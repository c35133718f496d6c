//! Pipeline callback handlers
//!
//! The pipeline reports progress by calling back into the service. Callbacks
//! may arrive more than once; both handlers are safe to repeat.

use axum::{extract::State, routing::post, Json, Router};
use serde::{Deserialize, Serialize};

use crate::error::{ApiError, ApiResult};
use crate::models::JobReportId;
use super::ApiJson;
use crate::AppState;

/// POST /api/jobReport/callback/audios-ready request
#[derive(Debug, Deserialize)]
pub struct AudiosReadyCallback {
    pub job_report_id: Option<JobReportId>,
    pub session_id: Option<String>,
    #[serde(default)]
    pub audio_files: Vec<String>,
}

/// POST /api/jobReport/callback/report-ready request
#[derive(Debug, Deserialize)]
pub struct ReportReadyCallback {
    pub job_report_id: Option<JobReportId>,
    pub session_id: Option<String>,
    pub report_path: Option<String>,
}

#[derive(Debug, Serialize)]
pub struct CallbackResponse {
    pub job_report_id: JobReportId,
    pub audio_files_recorded: usize,
}

fn require_job_report_id(id: Option<JobReportId>) -> ApiResult<JobReportId> {
    id.ok_or_else(|| ApiError::BadRequest("job_report_id is required".to_string()))
}

fn present(session_id: &Option<String>) -> Option<&str> {
    session_id.as_deref().map(str::trim).filter(|s| !s.is_empty())
}

/// POST /api/jobReport/callback/audios-ready
pub async fn audios_ready(
    State(state): State<AppState>,
    ApiJson(callback): ApiJson<AudiosReadyCallback>,
) -> ApiResult<Json<CallbackResponse>> {
    let job_report_id = require_job_report_id(callback.job_report_id)?;

    tracing::info!(
        job_report_id,
        audio_files = callback.audio_files.len(),
        "Received audios-ready callback"
    );

    if let Some(session_id) = present(&callback.session_id) {
        state.service.update_session_id(job_report_id, session_id).await?;
    }

    let audio_files_recorded = state
        .service
        .record_produced_audio(job_report_id, &callback.audio_files)
        .await?;

    Ok(Json(CallbackResponse {
        job_report_id,
        audio_files_recorded,
    }))
}

/// POST /api/jobReport/callback/report-ready
///
/// Only the session linkage is persisted; readiness itself is re-checked on
/// every status query.
pub async fn report_ready(
    State(state): State<AppState>,
    ApiJson(callback): ApiJson<ReportReadyCallback>,
) -> ApiResult<Json<CallbackResponse>> {
    let job_report_id = require_job_report_id(callback.job_report_id)?;

    tracing::info!(
        job_report_id,
        report_path = callback.report_path.as_deref().unwrap_or(""),
        "Received report-ready callback"
    );

    match present(&callback.session_id) {
        Some(session_id) => state.service.update_session_id(job_report_id, session_id).await?,
        None => {
            // Still surface unknown ids to the caller
            state.service.get_job_report(job_report_id).await?;
        }
    }

    Ok(Json(CallbackResponse {
        job_report_id,
        audio_files_recorded: 0,
    }))
}

pub fn callback_routes() -> Router<AppState> {
    Router::new()
        .route("/api/jobReport/callback/audios-ready", post(audios_ready))
        .route("/api/jobReport/callback/report-ready", post(report_ready))
}
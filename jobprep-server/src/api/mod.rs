//! HTTP API handlers for jobprep-server

pub mod callbacks;
pub mod extract;
pub mod health;
pub mod job_reports;
pub mod uploads;

pub use callbacks::callback_routes;
pub use extract::ApiJson;
pub use health::health_routes;
pub use job_reports::job_report_routes;
pub use uploads::upload_routes;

**WHAT YOU NEED TO DO**
Please return the entire listing, unchanged.

**RESPONSE TO THE TASK**
repository c35133718f496d6c
//! Pipeline callback handlers
//!
//! The pipeline reports progress by calling back into the service. Callbacks
//! may arrive more than once; both handlers are safe to repeat.

use axum::{extract::State, routing::post, Json, Router};
use serde::{Deserialize, Serialize};

use crate::error::{ApiError, ApiResult};
use crate::models::JobReportId;
use super::ApiJson;
use crate::AppState;

/// POST /api/jobReport/callback/audios-ready request
#[derive(Debug, Deserialize)]
pub struct AudiosReadyCallback {
    pub job_report_id: Option<JobReportId>,
    pub session_id: Option<String>,
    #[serde(default)]
    pub audio_files: Vec<String>,
}

/// POST /api/jobReport/callback/report-ready request
#[derive(Debug, Deserialize)]
pub struct ReportReadyCallback {
    pub job_report_id: Option<JobReportId>,
    pub session_id: Option<String>,
    pub report_path: Option<String>,
}

#[derive(Debug, Serialize)]
pub struct CallbackResponse {
    pub job_report_id: JobReportId,
    pub audio_files_recorded: usize,
}

fn require_job_report_id(id: Option<JobReportId>) -> ApiResult<JobReportId> {
    id.ok_or_else(|| ApiError::BadRequest("job_report_id is required".to_string()))
}

fn present(session_id: &Option<String>) -> Option<&str> {
    session_id.as_deref().map(str::trim).filter(|s| !s.is_empty())
}

/// POST /api/jobReport/callback/audios-ready
pub async fn audios_ready(
    State(state): State<AppState>,
    ApiJson(callback): ApiJson<AudiosReadyCallback>,
) -> ApiResult<Json<CallbackResponse>> {
    let job_report_id = require_job_report_id(callback.job_report_id)?;

    tracing::info!(
        job_report_id,
        audio_files = callback.audio_files.len(),
        "Received audios-ready callback"
    );

    if let Some(session_id) = present(&callback.session_id) {
        state.service.update_session_id(job_report_id, session_id).await?;
    }

    let audio_files_recorded = state
        .service
        .record_produced_audio(job_report_id, &callback.audio_files)
        .await?;

    Ok(Json(CallbackResponse {
        job_report_id,
        audio_files_recorded,
    }))
}

/// POST /api/jobReport/callback/report-ready
///
/// Only the session linkage is persisted; readiness itself is re-checked on
/// every status query.
pub async fn report_ready(
    State(state): State<AppState>,
    ApiJson(callback): ApiJson<ReportReadyCallback>,
) -> ApiResult<Json<CallbackResponse>> {
    let job_report_id = require_job_report_id(callback.job_report_id)?;

    tracing::info!(
        job_report_id,
        report_path = callback.report_path.as_deref().unwrap_or(""),
        "Received report-ready callback"
    );

    match present(&callback.session_id) {
        Some(session_id) => state.service.update_session_id(job_report_id, session_id).await?,
        None => {
            // Still surface unknown ids to the caller
            state.service.get_job_report(job_report_id).await?;
        }
    }

    Ok(Json(CallbackResponse {
        job_report_id,
        audio_files_recorded: 0,
    }))
}

pub fn callback_routes() -> Router<AppState> {
    Router::new()
        .route("/api/jobReport/callback/audios-ready", post(audios_ready))
        .route("/api/jobReport/callback/report-ready", post(report_ready))
}
filename jobprep-server/src/api/mod.rs
//! HTTP API handlers for jobprep-server

pub mod callbacks;
pub mod extract;
pub mod health;
pub mod job_reports;
pub mod uploads;

pub use callbacks::callback_routes;
pub use extract::ApiJson;
pub use health::health_routes;
pub use job_reports::job_report_routes;
pub use uploads::upload_routes;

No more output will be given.